### What the task asks
Starting at the line that contains "for row in 0..snap.size" and ending at the line that contains "let selected = snap.selected", the lines below are to be given again exactly, with nothing added.

Collected data entries
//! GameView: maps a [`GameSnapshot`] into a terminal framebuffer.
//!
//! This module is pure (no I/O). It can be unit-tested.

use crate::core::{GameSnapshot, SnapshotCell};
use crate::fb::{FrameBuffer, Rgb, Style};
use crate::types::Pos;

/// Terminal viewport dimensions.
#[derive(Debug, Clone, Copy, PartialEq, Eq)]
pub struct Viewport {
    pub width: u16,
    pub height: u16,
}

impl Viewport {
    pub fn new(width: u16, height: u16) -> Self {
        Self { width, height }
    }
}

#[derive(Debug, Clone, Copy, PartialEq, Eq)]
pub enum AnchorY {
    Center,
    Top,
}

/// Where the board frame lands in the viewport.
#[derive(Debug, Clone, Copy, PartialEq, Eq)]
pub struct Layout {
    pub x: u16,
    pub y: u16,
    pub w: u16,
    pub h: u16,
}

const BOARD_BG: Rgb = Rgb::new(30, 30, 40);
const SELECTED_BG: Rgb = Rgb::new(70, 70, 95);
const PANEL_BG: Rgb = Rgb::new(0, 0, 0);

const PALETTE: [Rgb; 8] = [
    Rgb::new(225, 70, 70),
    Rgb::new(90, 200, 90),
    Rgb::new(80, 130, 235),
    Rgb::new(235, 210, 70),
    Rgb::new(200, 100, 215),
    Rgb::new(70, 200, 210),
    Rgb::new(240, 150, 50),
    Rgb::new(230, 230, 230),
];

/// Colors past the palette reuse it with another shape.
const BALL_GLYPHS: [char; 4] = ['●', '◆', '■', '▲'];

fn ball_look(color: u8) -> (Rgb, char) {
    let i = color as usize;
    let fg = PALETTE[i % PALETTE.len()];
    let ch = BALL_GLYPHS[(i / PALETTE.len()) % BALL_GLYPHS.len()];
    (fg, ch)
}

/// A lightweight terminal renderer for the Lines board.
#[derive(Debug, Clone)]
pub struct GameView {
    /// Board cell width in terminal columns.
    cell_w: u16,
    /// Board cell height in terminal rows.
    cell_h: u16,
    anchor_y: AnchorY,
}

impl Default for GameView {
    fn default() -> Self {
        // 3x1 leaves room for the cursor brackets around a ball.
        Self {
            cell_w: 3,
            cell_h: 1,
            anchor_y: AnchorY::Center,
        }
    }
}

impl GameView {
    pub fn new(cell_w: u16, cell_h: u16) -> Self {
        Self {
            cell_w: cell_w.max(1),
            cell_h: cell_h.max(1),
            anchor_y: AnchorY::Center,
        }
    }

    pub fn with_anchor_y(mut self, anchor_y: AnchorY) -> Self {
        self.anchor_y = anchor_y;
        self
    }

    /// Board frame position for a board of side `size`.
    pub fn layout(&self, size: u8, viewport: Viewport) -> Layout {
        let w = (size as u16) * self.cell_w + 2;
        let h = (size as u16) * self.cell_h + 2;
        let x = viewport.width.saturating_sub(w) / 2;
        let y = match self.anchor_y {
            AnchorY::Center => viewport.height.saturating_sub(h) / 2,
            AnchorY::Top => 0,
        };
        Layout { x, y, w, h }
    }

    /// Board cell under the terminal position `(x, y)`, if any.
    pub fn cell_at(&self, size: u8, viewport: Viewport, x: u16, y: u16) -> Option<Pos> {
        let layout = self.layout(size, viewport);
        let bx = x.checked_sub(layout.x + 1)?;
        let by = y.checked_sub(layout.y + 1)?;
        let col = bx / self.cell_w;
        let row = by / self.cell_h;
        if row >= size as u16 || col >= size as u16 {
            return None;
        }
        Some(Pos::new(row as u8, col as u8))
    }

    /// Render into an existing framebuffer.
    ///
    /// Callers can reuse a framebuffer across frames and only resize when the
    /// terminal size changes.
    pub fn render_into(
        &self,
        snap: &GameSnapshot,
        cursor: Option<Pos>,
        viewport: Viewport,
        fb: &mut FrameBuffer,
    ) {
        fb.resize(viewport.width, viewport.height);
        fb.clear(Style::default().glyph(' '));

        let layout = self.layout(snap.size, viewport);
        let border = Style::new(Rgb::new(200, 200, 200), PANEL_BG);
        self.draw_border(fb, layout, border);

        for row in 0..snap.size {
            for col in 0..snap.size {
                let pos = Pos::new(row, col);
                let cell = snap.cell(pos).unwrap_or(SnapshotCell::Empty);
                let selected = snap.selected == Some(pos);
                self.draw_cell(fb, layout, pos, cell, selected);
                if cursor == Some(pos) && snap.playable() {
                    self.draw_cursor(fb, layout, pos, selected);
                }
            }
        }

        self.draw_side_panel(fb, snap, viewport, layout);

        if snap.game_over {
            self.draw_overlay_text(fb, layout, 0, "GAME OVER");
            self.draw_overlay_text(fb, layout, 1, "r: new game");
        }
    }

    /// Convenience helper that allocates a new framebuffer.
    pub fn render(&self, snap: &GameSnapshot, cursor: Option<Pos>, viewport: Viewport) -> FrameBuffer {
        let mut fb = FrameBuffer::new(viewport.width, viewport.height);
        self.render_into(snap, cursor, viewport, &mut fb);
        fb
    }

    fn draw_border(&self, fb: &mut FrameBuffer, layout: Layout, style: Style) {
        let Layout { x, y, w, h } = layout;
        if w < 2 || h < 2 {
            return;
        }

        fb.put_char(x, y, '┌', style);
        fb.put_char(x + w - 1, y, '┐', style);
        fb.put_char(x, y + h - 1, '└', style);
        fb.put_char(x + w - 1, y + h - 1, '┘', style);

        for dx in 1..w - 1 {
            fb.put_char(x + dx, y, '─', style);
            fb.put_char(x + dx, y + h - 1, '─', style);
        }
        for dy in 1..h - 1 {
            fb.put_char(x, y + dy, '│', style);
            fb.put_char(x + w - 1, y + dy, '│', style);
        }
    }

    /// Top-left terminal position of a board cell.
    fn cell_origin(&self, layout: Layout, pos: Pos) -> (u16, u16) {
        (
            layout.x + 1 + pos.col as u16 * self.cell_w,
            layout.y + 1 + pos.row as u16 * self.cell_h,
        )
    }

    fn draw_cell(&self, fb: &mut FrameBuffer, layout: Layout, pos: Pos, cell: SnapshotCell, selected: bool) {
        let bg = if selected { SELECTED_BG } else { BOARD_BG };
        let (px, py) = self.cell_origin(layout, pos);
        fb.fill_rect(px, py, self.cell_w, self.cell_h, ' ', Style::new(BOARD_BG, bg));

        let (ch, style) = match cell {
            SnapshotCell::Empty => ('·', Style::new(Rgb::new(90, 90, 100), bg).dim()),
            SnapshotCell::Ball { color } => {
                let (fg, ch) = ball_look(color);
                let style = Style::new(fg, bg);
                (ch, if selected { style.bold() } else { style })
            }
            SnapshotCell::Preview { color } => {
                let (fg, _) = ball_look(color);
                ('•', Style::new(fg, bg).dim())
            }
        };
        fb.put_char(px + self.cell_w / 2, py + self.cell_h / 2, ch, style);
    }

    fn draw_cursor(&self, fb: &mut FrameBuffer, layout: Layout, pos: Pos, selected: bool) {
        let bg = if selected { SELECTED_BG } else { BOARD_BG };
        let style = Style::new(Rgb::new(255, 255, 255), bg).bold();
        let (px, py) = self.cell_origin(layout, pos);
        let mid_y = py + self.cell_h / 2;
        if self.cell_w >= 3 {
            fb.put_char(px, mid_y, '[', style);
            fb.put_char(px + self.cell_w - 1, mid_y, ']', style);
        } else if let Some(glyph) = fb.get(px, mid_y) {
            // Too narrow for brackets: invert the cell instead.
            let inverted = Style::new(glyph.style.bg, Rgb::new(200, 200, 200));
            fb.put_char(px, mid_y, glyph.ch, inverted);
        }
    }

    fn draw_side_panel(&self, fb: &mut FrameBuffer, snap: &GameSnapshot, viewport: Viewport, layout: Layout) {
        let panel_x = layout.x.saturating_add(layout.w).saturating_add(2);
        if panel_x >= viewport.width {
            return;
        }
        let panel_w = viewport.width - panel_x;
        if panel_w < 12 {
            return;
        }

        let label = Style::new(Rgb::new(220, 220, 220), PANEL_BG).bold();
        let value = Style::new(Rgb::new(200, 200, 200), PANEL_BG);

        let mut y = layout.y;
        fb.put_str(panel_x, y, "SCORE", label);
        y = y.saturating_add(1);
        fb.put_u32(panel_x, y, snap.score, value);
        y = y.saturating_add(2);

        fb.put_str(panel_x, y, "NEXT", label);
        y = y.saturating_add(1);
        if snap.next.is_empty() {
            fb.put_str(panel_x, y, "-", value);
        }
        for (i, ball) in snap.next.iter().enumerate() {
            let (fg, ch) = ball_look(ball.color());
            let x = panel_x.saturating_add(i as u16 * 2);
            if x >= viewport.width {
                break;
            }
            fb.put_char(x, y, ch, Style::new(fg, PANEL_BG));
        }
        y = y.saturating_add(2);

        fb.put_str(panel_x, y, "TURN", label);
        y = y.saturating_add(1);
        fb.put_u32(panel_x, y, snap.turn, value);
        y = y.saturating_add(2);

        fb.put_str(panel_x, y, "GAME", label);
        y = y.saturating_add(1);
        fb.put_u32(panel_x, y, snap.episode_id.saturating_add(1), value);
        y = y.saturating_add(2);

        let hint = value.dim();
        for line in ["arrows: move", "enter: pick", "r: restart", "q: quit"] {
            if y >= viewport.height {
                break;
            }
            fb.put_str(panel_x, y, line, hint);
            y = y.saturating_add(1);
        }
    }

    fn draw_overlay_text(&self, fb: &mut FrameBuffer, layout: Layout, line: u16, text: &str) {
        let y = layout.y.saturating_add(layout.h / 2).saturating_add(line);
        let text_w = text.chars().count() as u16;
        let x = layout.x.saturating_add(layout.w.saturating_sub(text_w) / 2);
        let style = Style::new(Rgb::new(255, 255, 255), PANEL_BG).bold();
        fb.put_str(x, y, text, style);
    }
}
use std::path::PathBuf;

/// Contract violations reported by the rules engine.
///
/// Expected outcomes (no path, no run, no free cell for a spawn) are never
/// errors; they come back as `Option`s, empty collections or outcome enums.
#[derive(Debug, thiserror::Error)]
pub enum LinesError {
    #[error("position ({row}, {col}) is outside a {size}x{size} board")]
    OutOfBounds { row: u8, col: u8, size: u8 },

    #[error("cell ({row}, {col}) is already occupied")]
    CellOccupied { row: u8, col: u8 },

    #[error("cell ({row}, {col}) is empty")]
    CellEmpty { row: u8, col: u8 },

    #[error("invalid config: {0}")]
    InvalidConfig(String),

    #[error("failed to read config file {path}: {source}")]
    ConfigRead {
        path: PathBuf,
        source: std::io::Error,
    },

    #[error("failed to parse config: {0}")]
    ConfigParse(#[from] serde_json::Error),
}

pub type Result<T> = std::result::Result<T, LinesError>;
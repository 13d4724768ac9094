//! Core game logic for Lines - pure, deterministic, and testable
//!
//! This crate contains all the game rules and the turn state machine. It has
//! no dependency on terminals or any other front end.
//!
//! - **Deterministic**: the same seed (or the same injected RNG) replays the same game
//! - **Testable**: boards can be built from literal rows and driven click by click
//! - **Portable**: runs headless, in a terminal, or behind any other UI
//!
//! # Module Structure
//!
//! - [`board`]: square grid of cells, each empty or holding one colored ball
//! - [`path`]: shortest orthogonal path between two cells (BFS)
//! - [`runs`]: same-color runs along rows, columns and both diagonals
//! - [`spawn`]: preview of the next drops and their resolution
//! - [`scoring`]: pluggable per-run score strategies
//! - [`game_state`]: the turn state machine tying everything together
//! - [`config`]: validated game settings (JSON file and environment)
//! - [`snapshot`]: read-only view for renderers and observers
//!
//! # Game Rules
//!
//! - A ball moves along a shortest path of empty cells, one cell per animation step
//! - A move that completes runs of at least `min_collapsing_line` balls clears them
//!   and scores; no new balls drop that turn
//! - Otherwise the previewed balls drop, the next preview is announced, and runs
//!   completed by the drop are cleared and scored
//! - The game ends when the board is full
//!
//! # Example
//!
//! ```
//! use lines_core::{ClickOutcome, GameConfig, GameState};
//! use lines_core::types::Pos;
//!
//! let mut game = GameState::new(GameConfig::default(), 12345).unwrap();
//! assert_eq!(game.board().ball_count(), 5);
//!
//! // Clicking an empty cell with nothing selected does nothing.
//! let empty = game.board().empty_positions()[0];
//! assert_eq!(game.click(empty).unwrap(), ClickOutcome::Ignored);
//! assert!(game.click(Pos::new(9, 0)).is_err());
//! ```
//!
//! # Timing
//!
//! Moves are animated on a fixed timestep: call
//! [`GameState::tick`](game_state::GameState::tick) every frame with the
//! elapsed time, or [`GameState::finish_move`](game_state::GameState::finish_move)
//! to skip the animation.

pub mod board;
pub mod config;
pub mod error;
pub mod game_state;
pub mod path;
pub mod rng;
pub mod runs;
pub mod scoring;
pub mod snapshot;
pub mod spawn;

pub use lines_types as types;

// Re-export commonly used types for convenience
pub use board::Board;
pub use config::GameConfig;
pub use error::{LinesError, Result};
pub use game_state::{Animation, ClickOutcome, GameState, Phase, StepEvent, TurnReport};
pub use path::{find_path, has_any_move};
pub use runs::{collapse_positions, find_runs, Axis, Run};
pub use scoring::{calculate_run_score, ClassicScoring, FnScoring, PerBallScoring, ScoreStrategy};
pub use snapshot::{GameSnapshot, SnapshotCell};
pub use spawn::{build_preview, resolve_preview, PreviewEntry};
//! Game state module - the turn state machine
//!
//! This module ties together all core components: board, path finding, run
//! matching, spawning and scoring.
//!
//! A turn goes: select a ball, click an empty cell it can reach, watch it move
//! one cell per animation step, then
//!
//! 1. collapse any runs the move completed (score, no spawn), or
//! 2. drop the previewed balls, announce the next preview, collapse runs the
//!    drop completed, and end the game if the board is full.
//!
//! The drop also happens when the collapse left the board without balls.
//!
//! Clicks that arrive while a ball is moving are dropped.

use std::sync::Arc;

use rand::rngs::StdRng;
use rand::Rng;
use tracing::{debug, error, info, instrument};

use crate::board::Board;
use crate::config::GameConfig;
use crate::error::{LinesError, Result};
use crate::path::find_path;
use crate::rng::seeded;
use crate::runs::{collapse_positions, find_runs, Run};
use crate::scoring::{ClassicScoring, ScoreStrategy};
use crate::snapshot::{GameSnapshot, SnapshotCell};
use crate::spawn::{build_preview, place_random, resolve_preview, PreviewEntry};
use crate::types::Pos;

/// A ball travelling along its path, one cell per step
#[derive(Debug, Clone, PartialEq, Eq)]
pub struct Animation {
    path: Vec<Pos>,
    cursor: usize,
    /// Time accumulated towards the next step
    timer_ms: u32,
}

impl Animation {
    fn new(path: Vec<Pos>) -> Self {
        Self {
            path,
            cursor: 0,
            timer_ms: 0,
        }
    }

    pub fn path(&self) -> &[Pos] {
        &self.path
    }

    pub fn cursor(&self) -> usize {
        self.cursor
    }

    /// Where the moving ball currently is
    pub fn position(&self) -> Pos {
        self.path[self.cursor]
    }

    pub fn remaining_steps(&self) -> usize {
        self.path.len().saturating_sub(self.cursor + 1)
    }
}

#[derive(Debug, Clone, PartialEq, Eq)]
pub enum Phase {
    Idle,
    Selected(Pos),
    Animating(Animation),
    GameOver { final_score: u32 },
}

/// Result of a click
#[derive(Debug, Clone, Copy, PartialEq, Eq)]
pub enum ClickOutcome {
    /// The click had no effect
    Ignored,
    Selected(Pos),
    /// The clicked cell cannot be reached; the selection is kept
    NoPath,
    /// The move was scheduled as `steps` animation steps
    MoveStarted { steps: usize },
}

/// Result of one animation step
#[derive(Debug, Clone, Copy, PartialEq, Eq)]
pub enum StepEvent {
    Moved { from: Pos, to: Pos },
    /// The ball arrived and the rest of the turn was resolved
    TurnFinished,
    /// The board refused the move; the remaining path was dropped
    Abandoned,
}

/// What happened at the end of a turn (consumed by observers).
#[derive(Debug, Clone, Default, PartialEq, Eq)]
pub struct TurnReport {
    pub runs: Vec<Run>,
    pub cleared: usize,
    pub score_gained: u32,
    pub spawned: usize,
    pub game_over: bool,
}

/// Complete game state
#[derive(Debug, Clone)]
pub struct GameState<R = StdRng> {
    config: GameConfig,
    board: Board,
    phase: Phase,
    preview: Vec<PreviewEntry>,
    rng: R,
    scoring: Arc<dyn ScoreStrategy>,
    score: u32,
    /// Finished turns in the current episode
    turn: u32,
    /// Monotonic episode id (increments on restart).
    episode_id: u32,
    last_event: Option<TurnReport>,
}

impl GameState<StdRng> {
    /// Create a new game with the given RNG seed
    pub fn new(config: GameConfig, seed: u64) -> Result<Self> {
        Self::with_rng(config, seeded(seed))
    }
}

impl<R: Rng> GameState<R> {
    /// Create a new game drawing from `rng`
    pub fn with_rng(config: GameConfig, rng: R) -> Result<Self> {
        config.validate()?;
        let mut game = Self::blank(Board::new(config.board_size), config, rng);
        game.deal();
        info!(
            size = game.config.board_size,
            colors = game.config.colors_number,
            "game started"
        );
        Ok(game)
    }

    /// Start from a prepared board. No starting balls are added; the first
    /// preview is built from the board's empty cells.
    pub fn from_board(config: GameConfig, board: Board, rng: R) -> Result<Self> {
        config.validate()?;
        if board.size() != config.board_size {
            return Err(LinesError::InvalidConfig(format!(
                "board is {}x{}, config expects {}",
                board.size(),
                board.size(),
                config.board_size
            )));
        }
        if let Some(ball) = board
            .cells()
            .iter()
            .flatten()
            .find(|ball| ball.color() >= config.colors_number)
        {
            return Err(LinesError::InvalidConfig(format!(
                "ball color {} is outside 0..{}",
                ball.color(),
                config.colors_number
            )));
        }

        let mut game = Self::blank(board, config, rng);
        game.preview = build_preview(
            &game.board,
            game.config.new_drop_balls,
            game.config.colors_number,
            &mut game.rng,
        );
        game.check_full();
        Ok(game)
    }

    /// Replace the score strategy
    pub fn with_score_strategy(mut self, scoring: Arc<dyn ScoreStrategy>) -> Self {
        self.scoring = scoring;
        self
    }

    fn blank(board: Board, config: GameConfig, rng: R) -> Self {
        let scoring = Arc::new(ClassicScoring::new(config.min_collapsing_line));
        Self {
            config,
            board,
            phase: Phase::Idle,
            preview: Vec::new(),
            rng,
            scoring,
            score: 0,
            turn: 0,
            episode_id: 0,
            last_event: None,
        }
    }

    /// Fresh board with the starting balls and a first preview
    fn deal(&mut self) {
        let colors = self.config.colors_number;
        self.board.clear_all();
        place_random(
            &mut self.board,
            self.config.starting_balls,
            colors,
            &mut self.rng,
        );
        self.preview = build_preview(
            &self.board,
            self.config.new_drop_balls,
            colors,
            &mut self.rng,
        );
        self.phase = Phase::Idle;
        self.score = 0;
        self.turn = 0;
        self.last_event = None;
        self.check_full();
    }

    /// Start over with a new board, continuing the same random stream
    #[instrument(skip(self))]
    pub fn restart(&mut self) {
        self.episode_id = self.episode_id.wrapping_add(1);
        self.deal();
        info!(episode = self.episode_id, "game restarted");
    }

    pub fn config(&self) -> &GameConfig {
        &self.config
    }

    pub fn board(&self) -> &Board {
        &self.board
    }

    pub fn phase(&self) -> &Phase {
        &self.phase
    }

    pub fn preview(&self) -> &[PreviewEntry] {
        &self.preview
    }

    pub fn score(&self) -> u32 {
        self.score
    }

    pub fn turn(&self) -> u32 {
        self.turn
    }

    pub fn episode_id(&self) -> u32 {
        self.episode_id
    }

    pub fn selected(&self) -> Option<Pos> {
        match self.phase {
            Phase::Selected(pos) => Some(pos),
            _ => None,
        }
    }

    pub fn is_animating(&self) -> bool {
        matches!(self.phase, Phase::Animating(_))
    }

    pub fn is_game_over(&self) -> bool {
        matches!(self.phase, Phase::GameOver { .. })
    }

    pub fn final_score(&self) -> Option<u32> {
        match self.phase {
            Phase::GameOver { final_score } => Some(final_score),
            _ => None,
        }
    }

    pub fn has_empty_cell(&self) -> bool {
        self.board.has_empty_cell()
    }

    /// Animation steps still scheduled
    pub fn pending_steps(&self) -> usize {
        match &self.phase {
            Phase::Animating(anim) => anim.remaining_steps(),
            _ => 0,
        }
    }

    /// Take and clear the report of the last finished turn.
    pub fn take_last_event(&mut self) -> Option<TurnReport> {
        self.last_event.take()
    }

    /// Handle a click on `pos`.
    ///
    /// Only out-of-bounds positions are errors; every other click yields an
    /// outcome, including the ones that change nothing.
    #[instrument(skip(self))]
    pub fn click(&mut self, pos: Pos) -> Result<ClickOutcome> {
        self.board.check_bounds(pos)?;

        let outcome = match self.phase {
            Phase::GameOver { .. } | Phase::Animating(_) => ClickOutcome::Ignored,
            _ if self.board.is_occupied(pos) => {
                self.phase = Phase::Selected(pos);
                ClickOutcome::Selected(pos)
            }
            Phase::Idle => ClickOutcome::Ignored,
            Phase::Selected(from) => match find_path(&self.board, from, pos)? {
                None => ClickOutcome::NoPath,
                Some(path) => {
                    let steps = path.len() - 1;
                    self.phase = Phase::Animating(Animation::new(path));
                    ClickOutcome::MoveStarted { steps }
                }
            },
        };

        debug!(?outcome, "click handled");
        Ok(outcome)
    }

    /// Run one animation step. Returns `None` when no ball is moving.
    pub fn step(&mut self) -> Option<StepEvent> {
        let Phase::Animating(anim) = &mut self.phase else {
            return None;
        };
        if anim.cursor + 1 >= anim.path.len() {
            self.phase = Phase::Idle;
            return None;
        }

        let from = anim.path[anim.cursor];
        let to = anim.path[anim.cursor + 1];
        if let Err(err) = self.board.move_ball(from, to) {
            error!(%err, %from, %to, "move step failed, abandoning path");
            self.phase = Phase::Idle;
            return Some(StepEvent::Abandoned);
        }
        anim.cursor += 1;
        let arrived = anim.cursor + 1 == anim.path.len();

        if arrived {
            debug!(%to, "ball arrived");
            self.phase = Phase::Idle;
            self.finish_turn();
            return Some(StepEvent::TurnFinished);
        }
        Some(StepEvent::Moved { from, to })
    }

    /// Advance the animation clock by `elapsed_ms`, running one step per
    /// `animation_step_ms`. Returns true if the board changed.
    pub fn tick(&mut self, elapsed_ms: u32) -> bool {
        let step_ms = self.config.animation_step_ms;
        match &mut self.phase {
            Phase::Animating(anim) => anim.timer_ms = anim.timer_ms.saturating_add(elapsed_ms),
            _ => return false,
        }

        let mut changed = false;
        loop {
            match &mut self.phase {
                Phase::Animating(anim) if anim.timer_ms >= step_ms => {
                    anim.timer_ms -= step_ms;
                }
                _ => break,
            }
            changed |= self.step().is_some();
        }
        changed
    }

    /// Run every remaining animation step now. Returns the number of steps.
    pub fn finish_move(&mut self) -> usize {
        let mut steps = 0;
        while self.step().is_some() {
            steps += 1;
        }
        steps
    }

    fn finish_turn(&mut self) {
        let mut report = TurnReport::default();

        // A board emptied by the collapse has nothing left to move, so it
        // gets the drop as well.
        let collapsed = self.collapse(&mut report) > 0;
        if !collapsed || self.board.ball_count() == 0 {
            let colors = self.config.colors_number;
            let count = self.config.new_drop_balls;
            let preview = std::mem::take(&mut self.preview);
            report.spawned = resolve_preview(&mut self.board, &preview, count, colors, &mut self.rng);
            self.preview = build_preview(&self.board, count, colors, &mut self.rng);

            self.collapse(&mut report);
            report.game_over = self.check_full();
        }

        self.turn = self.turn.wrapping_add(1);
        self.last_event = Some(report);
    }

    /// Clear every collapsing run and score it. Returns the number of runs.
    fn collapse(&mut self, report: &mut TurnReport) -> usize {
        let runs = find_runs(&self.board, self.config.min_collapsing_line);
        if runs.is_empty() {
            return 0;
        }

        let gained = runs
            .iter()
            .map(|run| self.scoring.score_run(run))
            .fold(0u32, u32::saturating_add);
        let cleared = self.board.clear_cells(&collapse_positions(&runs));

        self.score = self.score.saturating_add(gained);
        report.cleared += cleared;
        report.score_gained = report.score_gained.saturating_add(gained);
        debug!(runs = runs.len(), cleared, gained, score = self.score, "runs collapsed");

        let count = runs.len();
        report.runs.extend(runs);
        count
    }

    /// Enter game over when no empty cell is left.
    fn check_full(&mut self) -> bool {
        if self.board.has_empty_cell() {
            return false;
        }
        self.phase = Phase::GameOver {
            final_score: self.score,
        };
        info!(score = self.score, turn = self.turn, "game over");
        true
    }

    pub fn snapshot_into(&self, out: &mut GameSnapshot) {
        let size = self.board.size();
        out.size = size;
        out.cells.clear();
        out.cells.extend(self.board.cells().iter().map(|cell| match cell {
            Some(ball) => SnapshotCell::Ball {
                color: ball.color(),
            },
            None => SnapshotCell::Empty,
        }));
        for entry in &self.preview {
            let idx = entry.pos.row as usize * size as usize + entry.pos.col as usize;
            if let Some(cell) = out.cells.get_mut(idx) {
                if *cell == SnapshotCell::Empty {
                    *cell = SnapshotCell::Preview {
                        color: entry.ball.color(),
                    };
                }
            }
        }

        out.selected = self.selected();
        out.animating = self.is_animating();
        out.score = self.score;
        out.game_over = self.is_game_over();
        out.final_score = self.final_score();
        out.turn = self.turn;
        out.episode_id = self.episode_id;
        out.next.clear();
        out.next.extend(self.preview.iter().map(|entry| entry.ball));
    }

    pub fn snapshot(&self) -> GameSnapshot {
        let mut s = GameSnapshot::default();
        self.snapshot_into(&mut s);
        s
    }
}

### Solution to the problem
        for row in 0..snap.size {
            for col in 0..snap.size {
                let pos = Pos::new(row, col);
                let cell = snap.cell(pos).unwrap_or(SnapshotCell::Empty);
                let selected = snap.selected == Some(pos);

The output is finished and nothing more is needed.